▸ **Task details**:
Only the lines from the top of the data through the line containing "use toml::Value;" should be duplicated, exactly as they appear.

▸ **Records for this task**:
++++++++++++++++++++

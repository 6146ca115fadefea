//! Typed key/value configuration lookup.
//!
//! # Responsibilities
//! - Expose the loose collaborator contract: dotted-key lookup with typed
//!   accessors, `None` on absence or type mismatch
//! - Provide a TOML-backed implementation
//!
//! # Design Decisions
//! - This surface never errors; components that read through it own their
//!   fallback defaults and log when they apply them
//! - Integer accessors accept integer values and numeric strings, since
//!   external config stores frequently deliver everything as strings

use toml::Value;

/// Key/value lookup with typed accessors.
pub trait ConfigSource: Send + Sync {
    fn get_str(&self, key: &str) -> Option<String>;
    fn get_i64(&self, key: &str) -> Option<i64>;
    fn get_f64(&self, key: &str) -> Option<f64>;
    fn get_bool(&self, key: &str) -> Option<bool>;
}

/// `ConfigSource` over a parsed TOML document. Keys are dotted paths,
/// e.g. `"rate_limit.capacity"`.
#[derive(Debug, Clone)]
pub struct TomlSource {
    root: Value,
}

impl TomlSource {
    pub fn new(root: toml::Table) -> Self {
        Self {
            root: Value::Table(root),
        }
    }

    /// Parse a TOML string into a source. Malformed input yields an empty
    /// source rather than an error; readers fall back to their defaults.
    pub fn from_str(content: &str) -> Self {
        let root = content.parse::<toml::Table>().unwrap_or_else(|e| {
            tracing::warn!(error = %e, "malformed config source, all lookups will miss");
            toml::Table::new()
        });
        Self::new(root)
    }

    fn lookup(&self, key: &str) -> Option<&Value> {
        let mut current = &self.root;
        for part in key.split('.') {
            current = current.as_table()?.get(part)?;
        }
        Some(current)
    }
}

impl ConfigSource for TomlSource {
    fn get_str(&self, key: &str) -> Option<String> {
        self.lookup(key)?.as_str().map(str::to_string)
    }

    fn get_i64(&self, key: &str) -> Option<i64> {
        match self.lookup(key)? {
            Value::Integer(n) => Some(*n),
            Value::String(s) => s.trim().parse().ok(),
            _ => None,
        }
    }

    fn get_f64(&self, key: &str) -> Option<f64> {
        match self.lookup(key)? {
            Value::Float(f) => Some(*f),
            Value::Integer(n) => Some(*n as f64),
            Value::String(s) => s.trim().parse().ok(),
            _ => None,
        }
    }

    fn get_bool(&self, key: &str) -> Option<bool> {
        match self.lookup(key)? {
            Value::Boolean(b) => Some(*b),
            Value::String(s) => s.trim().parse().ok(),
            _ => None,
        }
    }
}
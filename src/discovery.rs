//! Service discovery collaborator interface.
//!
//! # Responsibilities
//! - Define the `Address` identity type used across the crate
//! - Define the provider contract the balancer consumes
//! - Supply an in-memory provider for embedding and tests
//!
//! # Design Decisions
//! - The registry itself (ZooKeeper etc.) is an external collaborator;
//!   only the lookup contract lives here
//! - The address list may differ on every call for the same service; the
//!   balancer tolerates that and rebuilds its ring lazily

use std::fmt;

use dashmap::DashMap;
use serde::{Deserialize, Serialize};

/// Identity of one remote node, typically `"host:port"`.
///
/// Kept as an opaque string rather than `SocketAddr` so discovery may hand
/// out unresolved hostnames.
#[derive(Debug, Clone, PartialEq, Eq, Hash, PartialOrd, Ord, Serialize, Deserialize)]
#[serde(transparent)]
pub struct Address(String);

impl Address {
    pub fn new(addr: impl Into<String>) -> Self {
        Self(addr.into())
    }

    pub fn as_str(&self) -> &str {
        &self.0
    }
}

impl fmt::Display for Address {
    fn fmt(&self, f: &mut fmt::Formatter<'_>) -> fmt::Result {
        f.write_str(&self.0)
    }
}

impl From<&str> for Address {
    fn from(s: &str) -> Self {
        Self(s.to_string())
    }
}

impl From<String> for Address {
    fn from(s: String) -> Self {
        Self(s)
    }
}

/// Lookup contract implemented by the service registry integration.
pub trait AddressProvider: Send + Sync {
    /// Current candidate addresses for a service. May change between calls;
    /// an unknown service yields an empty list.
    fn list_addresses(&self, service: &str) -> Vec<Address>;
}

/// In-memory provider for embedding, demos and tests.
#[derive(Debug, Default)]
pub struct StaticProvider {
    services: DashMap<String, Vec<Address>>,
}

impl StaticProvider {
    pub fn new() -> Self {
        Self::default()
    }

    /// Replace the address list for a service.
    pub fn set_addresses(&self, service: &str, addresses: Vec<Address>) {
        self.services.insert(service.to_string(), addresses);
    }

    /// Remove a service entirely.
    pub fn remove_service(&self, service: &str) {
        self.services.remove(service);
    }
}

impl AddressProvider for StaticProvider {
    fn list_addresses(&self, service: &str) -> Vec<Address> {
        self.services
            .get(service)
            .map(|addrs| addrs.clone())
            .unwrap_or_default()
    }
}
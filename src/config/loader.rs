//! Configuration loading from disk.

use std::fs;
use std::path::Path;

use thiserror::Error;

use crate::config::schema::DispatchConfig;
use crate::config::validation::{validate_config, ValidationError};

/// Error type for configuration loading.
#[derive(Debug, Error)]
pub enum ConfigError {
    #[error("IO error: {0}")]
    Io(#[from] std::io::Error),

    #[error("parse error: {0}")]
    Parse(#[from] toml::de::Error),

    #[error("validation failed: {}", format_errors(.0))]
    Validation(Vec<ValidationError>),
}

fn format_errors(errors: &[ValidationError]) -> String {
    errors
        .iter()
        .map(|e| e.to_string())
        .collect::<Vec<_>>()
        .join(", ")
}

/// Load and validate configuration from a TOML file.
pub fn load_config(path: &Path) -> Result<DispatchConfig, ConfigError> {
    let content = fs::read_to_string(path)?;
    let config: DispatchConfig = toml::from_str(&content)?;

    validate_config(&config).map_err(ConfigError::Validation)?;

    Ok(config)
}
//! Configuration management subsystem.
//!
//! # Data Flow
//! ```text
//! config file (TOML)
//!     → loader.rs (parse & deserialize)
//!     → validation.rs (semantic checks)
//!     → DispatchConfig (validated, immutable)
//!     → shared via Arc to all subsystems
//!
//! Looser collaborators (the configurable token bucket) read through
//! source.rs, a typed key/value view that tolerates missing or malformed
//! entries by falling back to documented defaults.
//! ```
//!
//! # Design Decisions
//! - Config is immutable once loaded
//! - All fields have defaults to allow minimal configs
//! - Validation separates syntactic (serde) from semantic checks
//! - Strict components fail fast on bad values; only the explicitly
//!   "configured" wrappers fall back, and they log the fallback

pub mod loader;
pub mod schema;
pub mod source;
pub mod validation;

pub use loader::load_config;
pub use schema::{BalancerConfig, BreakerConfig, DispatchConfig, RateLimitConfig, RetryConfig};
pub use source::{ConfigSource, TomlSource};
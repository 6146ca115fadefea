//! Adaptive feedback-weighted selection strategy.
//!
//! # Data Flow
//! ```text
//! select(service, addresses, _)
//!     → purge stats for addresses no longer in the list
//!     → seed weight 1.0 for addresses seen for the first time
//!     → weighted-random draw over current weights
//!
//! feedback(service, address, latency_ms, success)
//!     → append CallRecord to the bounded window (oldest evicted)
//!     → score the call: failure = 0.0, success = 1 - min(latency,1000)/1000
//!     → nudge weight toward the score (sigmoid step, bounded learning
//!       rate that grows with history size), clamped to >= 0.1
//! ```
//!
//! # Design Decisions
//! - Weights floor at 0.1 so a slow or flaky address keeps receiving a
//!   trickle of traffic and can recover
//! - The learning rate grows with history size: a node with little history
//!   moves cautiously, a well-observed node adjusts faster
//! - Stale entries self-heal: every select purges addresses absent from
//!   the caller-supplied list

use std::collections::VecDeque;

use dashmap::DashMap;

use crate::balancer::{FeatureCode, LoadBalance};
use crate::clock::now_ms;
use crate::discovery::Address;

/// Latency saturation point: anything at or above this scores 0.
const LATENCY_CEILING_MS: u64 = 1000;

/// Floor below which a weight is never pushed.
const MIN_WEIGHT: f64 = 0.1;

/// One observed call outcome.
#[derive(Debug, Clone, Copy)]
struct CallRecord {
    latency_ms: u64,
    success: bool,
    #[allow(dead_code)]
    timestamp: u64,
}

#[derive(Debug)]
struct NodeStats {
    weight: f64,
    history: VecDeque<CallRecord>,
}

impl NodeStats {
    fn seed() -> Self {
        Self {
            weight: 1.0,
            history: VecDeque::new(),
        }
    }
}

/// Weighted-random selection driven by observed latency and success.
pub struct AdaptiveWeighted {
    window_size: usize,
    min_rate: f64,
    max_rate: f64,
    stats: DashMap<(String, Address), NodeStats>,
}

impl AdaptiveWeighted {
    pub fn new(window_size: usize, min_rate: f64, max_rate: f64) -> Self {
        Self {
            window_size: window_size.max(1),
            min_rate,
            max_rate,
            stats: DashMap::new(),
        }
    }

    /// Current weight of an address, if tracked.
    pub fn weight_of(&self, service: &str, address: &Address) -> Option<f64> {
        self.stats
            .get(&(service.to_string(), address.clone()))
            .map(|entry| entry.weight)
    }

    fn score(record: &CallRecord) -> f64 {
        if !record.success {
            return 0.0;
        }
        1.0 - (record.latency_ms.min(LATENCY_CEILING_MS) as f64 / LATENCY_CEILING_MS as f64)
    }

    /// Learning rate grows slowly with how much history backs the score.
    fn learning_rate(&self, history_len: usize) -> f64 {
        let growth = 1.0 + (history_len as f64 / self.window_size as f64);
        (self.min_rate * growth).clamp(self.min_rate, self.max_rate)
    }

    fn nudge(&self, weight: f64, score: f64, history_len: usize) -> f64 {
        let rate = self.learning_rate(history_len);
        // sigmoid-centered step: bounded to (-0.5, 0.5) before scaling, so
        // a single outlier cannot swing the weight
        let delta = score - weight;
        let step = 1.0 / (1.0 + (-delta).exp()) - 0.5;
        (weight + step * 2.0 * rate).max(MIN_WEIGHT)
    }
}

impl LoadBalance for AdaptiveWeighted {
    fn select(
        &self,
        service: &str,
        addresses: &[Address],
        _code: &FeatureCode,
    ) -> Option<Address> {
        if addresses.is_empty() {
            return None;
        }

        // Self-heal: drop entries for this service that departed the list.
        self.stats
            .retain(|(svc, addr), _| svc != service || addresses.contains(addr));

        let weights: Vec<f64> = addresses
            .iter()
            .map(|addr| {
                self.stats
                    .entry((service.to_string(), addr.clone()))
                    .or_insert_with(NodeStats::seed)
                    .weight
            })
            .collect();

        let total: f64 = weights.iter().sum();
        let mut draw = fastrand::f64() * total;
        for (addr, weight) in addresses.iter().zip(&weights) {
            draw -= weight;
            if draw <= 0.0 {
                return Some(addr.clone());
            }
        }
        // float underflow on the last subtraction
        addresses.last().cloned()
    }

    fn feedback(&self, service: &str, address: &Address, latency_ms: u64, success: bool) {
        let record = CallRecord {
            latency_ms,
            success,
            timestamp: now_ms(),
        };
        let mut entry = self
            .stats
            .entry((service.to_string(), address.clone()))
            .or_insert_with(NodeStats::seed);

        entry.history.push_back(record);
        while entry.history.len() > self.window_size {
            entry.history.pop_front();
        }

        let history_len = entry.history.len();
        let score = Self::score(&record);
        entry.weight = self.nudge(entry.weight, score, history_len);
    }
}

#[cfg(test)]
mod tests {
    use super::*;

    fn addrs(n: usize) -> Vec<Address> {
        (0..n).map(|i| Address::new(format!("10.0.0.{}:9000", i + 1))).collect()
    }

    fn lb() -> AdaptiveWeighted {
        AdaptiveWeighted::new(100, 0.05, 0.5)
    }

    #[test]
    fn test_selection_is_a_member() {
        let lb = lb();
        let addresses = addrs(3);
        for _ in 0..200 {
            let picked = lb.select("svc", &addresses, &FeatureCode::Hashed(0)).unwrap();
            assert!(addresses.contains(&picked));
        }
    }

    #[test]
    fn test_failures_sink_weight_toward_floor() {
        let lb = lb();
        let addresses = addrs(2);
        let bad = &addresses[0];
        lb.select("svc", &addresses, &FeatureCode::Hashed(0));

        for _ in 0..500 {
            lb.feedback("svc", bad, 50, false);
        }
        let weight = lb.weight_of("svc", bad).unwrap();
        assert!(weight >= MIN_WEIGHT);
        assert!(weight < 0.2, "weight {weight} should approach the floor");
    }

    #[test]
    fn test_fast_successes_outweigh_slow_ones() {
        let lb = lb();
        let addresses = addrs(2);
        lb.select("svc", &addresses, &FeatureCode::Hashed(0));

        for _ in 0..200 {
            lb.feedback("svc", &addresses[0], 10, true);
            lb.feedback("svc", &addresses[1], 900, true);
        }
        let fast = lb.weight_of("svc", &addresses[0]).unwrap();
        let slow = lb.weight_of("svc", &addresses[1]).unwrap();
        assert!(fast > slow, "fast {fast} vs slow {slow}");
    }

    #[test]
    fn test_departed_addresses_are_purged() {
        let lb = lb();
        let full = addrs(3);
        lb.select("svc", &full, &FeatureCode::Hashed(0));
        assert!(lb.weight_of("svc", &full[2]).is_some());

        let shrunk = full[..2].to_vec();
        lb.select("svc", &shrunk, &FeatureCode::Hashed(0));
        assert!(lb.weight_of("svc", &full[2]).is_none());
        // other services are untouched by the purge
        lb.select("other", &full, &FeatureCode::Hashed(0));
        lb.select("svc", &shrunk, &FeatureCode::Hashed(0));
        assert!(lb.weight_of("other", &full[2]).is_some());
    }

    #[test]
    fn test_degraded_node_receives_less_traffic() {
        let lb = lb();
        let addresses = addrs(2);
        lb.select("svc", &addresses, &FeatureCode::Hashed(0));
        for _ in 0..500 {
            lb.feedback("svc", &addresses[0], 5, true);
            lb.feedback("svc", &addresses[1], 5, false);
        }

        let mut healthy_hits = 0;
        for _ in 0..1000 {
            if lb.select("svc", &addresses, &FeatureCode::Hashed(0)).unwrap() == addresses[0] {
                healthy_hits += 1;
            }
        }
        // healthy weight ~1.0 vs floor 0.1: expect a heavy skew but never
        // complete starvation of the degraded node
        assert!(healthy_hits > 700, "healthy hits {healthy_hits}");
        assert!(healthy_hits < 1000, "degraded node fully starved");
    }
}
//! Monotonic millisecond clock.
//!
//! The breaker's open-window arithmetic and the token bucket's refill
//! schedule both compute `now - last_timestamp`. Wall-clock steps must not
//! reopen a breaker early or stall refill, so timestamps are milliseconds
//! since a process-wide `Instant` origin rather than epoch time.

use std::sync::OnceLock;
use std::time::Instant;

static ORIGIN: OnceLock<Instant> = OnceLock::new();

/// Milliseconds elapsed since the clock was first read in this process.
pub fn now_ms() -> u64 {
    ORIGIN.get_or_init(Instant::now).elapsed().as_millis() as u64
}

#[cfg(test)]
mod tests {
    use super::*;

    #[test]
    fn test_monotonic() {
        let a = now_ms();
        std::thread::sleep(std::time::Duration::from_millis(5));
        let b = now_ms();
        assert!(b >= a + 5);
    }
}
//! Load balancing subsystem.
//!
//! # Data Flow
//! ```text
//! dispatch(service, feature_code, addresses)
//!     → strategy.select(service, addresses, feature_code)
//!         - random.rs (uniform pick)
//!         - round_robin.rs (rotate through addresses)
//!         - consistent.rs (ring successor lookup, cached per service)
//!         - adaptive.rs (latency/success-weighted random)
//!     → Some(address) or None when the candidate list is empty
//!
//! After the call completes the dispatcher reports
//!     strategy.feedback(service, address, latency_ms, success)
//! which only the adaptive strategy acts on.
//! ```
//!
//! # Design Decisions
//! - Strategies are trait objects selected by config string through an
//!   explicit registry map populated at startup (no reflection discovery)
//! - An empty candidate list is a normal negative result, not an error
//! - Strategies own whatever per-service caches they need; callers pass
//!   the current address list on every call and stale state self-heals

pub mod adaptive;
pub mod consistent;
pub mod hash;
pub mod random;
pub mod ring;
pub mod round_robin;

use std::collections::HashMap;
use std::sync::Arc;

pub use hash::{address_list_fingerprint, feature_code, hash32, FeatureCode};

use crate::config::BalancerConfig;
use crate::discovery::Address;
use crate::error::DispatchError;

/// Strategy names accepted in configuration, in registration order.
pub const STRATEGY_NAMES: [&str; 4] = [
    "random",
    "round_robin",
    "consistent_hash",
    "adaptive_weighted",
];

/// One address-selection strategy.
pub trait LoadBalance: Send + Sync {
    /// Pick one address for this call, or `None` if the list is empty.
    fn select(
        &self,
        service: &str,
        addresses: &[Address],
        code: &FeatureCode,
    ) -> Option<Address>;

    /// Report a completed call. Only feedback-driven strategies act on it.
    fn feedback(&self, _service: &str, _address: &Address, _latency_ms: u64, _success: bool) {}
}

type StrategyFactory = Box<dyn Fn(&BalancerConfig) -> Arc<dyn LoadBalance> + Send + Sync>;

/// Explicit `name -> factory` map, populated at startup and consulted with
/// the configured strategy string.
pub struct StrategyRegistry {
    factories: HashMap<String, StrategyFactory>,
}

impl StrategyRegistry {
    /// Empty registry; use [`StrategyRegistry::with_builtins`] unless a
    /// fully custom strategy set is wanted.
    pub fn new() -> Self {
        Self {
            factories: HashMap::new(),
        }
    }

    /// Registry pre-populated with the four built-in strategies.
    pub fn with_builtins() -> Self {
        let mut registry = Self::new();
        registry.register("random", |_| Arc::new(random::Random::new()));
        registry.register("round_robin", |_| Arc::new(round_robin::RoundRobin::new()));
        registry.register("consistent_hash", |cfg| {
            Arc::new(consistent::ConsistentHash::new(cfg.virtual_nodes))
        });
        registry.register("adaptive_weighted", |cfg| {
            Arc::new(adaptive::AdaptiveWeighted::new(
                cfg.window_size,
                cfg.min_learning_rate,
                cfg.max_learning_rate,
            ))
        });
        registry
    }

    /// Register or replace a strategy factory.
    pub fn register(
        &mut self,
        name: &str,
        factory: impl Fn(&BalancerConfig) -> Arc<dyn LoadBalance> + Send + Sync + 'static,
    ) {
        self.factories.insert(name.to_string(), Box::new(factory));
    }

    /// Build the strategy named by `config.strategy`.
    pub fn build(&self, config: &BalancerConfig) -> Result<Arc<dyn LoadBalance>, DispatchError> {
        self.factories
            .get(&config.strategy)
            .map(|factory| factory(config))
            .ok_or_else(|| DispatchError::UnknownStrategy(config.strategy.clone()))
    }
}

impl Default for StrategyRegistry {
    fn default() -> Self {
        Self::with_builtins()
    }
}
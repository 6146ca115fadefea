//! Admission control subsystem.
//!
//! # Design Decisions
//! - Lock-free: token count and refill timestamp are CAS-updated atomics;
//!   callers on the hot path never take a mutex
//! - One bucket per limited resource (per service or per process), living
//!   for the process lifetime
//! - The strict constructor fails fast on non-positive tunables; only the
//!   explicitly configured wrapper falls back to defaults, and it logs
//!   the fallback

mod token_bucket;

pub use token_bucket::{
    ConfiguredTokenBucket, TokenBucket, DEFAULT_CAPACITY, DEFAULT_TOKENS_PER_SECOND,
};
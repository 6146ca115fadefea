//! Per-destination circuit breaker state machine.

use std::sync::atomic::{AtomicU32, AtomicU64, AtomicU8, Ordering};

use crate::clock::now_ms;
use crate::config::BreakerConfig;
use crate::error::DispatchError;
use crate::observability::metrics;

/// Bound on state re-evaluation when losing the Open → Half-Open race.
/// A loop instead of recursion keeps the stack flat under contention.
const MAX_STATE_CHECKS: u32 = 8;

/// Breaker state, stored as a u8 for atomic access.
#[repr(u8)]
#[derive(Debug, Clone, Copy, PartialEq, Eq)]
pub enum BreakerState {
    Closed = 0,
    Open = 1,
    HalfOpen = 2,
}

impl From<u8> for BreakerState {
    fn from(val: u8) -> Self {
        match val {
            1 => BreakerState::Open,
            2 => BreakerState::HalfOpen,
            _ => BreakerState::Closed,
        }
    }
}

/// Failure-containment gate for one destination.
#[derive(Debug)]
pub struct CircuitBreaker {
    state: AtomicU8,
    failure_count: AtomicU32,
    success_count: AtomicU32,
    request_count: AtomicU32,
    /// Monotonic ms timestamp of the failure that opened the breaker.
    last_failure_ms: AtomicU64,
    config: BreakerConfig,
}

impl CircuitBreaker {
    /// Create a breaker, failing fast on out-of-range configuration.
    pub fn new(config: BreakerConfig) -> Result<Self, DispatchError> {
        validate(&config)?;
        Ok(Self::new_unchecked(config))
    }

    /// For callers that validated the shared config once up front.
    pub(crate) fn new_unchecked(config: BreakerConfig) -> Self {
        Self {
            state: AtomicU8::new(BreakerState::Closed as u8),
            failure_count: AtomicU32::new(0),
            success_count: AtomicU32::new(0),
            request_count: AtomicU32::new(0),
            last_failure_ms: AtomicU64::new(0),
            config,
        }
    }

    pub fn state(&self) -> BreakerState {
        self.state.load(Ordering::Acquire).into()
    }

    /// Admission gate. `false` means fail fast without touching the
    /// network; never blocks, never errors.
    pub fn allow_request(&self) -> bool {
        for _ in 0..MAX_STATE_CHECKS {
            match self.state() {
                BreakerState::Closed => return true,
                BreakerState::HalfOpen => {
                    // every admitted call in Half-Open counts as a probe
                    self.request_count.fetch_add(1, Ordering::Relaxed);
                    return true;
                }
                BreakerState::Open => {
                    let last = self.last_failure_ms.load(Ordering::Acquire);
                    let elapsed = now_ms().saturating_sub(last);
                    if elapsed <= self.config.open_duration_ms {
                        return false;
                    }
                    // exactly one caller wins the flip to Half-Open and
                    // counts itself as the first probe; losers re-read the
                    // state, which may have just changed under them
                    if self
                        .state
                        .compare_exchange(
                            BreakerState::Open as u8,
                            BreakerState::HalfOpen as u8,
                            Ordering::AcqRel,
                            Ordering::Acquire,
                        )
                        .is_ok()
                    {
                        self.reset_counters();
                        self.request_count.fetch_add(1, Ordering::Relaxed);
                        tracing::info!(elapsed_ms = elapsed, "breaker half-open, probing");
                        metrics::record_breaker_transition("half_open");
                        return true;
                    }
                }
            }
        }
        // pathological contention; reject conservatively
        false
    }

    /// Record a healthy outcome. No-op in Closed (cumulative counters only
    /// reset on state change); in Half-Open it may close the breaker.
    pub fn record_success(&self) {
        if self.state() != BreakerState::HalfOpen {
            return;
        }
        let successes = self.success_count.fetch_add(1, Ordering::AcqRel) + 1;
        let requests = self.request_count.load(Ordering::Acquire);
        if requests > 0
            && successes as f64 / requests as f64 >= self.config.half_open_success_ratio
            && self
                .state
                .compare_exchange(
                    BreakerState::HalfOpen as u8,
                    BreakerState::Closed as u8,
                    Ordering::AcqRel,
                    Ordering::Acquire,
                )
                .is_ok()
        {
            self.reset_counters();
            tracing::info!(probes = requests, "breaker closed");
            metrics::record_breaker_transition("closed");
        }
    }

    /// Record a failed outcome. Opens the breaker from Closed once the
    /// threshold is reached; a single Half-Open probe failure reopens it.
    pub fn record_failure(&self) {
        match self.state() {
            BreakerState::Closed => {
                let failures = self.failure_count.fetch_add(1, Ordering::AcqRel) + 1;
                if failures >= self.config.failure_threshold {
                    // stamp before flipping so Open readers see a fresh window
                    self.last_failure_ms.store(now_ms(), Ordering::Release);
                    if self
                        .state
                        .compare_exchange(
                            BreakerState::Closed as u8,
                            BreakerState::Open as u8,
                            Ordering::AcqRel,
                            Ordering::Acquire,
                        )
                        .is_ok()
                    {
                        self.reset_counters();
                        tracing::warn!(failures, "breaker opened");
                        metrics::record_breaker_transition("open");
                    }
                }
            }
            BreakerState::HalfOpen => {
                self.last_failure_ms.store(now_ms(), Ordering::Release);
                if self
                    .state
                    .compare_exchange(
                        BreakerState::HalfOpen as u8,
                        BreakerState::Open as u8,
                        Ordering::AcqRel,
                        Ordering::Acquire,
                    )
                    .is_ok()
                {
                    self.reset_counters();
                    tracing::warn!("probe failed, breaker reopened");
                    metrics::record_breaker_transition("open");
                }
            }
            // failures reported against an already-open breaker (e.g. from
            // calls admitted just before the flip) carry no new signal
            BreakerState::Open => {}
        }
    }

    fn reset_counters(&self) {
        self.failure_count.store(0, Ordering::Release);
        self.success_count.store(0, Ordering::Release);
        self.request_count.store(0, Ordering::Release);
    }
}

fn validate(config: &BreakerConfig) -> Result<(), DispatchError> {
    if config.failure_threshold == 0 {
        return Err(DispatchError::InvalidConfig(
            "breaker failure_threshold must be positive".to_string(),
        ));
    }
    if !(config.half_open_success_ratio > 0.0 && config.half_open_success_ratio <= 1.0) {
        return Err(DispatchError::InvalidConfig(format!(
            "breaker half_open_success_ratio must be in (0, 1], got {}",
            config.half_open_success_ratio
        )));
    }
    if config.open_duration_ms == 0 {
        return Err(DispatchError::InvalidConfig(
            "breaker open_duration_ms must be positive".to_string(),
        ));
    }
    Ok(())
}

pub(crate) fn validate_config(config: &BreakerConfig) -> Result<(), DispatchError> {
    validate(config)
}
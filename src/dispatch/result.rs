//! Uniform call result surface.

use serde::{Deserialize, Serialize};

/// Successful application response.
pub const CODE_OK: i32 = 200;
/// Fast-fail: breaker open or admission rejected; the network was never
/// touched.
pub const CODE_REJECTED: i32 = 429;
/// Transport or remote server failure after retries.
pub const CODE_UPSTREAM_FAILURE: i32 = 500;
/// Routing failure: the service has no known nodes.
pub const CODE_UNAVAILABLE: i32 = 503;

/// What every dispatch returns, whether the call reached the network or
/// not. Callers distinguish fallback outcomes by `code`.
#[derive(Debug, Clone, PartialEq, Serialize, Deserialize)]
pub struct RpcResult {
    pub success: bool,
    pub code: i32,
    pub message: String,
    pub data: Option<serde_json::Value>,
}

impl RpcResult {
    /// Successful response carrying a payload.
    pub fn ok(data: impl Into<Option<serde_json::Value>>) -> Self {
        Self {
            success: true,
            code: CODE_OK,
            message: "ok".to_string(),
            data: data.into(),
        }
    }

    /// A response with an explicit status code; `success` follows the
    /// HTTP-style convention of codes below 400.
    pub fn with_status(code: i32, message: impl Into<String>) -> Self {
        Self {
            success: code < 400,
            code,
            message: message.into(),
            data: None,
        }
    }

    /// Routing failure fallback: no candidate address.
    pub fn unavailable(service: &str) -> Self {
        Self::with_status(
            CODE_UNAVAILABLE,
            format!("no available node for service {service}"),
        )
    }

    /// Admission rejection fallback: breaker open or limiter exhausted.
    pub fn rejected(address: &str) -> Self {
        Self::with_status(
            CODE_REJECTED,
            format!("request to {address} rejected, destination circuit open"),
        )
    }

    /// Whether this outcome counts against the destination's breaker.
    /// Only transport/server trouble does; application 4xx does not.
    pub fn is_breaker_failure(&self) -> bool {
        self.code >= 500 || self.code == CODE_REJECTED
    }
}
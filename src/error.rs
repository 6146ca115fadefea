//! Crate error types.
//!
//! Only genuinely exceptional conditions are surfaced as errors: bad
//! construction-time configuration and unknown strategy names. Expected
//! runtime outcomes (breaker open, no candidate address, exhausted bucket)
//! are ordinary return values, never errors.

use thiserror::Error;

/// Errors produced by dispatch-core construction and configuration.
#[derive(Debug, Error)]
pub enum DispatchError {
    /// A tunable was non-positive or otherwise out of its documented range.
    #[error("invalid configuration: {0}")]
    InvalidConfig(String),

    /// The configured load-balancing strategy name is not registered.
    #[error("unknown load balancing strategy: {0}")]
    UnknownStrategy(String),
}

++++++++++++++++++++

▸ **Exercise output**:
repository 6146ca115fadefea
//! Typed key/value configuration lookup.
//!
//! # Responsibilities
//! - Expose the loose collaborator contract: dotted-key lookup with typed
//!   accessors, `None` on absence or type mismatch
//! - Provide a TOML-backed implementation
//!
//! # Design Decisions
//! - This surface never errors; components that read through it own their
//!   fallback defaults and log when they apply them
//! - Integer accessors accept integer values and numeric strings, since
//!   external config stores frequently deliver everything as strings

use toml::Value;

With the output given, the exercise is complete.